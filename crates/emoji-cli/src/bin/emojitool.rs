use clap::{Parser, Subcommand, ValueEnum};

use emoji_cli::commands::{config_ops, convert_ops};
use emoji_core::SourceKind;

#[derive(Parser)]
#[command(name = "emojitool", about = "Emoji chat data and rewrite tools")]
struct Cli {
    #[command(subcommand)]
    command: Command,
}

#[derive(Subcommand)]
enum Command {
    /// Emoji name list operations
    Names {
        #[command(subcommand)]
        action: DataAction,
    },

    /// Config file operations
    Config {
        #[command(subcommand)]
        action: ConfigAction,
    },

    /// List every symbol with its codepoint and shortcuts
    List {
        /// Name list file (defaults to the embedded list)
        #[arg(long)]
        names: Option<String>,
        /// Config file (defaults to the embedded config)
        #[arg(long)]
        config: Option<String>,
        /// Output as JSON instead of text
        #[arg(long)]
        json: bool,
    },

    /// Rewrite a piece of text the way the server would
    Convert {
        /// Text to rewrite
        text: String,
        /// Where the text came from
        #[arg(long, value_enum, default_value = "chat")]
        source: Source,
        /// Name list file (defaults to the embedded list)
        #[arg(long)]
        names: Option<String>,
        /// Config file (defaults to the embedded config)
        #[arg(long)]
        config: Option<String>,
        /// Behave as a player who turned shortcuts off
        #[arg(long)]
        no_shortcuts: bool,
        /// Print private-use symbols as \u{XXXX}
        #[arg(long)]
        escape: bool,
    },
}

#[derive(Subcommand)]
enum DataAction {
    /// Print the embedded default name list
    Export,
    /// Check a name list file
    Validate {
        /// Path to the name list
        file: String,
    },
}

#[derive(Subcommand)]
enum ConfigAction {
    /// Print the embedded default config
    Export,
    /// Check a config file
    Validate {
        /// Path to the config TOML
        file: String,
        /// Name list to check shortcut targets against
        #[arg(long)]
        names: Option<String>,
    },
}

#[derive(Clone, Copy, ValueEnum)]
enum Source {
    Chat,
    Sign,
    Command,
}

impl From<Source> for SourceKind {
    fn from(s: Source) -> Self {
        match s {
            Source::Chat => SourceKind::Chat,
            Source::Sign => SourceKind::Sign,
            Source::Command => SourceKind::Command,
        }
    }
}

fn main() {
    let cli = Cli::parse();

    match cli.command {
        Command::Names { action } => match action {
            DataAction::Export => config_ops::names_export(),
            DataAction::Validate { file } => config_ops::names_validate(&file),
        },
        Command::Config { action } => match action {
            ConfigAction::Export => config_ops::config_export(),
            ConfigAction::Validate { file, names } => {
                config_ops::config_validate(&file, names.as_deref())
            }
        },
        Command::List {
            names,
            config,
            json,
        } => convert_ops::list(names.as_deref(), config.as_deref(), json),
        Command::Convert {
            text,
            source,
            names,
            config,
            no_shortcuts,
            escape,
        } => convert_ops::convert(
            &text,
            source.into(),
            names.as_deref(),
            config.as_deref(),
            no_shortcuts,
            escape,
        ),
    }
}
==================================================
→ Task requirements
The data above is to be restated line for line, word for word.

→ Your response
filename crates/emoji-cli/src/bin/emojitool.rs
use clap::{Parser, Subcommand, ValueEnum};

use emoji_cli::commands::{config_ops, convert_ops};
use emoji_core::SourceKind;

#[derive(Parser)]
#[command(name = "emojitool", about = "Emoji chat data and rewrite tools")]
struct Cli {
    #[command(subcommand)]
    command: Command,
}

#[derive(Subcommand)]
enum Command {
    /// Emoji name list operations
    Names {
        #[command(subcommand)]
        action: DataAction,
    },

    /// Config file operations
    Config {
        #[command(subcommand)]
        action: ConfigAction,
    },

    /// List every symbol with its codepoint and shortcuts
    List {
        /// Name list file (defaults to the embedded list)
        #[arg(long)]
        names: Option<String>,
        /// Config file (defaults to the embedded config)
        #[arg(long)]
        config: Option<String>,
        /// Output as JSON instead of text
        #[arg(long)]
        json: bool,
    },

    /// Rewrite a piece of text the way the server would
    Convert {
        /// Text to rewrite
        text: String,
        /// Where the text came from
        #[arg(long, value_enum, default_value = "chat")]
        source: Source,
        /// Name list file (defaults to the embedded list)
        #[arg(long)]
        names: Option<String>,
        /// Config file (defaults to the embedded config)
        #[arg(long)]
        config: Option<String>,
        /// Behave as a player who turned shortcuts off
        #[arg(long)]
        no_shortcuts: bool,
        /// Print private-use symbols as \u{XXXX}
        #[arg(long)]
        escape: bool,
    },
}

#[derive(Subcommand)]
enum DataAction {
    /// Print the embedded default name list
    Export,
    /// Check a name list file
    Validate {
        /// Path to the name list
        file: String,
    },
}

#[derive(Subcommand)]
enum ConfigAction {
    /// Print the embedded default config
    Export,
    /// Check a config file
    Validate {
        /// Path to the config TOML
        file: String,
        /// Name list to check shortcut targets against
        #[arg(long)]
        names: Option<String>,
    },
}

#[derive(Clone, Copy, ValueEnum)]
enum Source {
    Chat,
    Sign,
    Command,
}

impl From<Source> for SourceKind {
    fn from(s: Source) -> Self {
        match s {
            Source::Chat => SourceKind::Chat,
            Source::Sign => SourceKind::Sign,
            Source::Command => SourceKind::Command,
        }
    }
}

fn main() {
    let cli = Cli::parse();

    match cli.command {
        Command::Names { action } => match action {
            DataAction::Export => config_ops::names_export(),
            DataAction::Validate { file } => config_ops::names_validate(&file),
        },
        Command::Config { action } => match action {
            ConfigAction::Export => config_ops::config_export(),
            ConfigAction::Validate { file, names } => {
                config_ops::config_validate(&file, names.as_deref())
            }
        },
        Command::List {
            names,
            config,
            json,
        } => convert_ops::list(names.as_deref(), config.as_deref(), json),
        Command::Convert {
            text,
            source,
            names,
            config,
            no_shortcuts,
            escape,
        } => convert_ops::convert(
            &text,
            source.into(),
            names.as_deref(),
            config.as_deref(),
            no_shortcuts,
            escape,
        ),
    }
}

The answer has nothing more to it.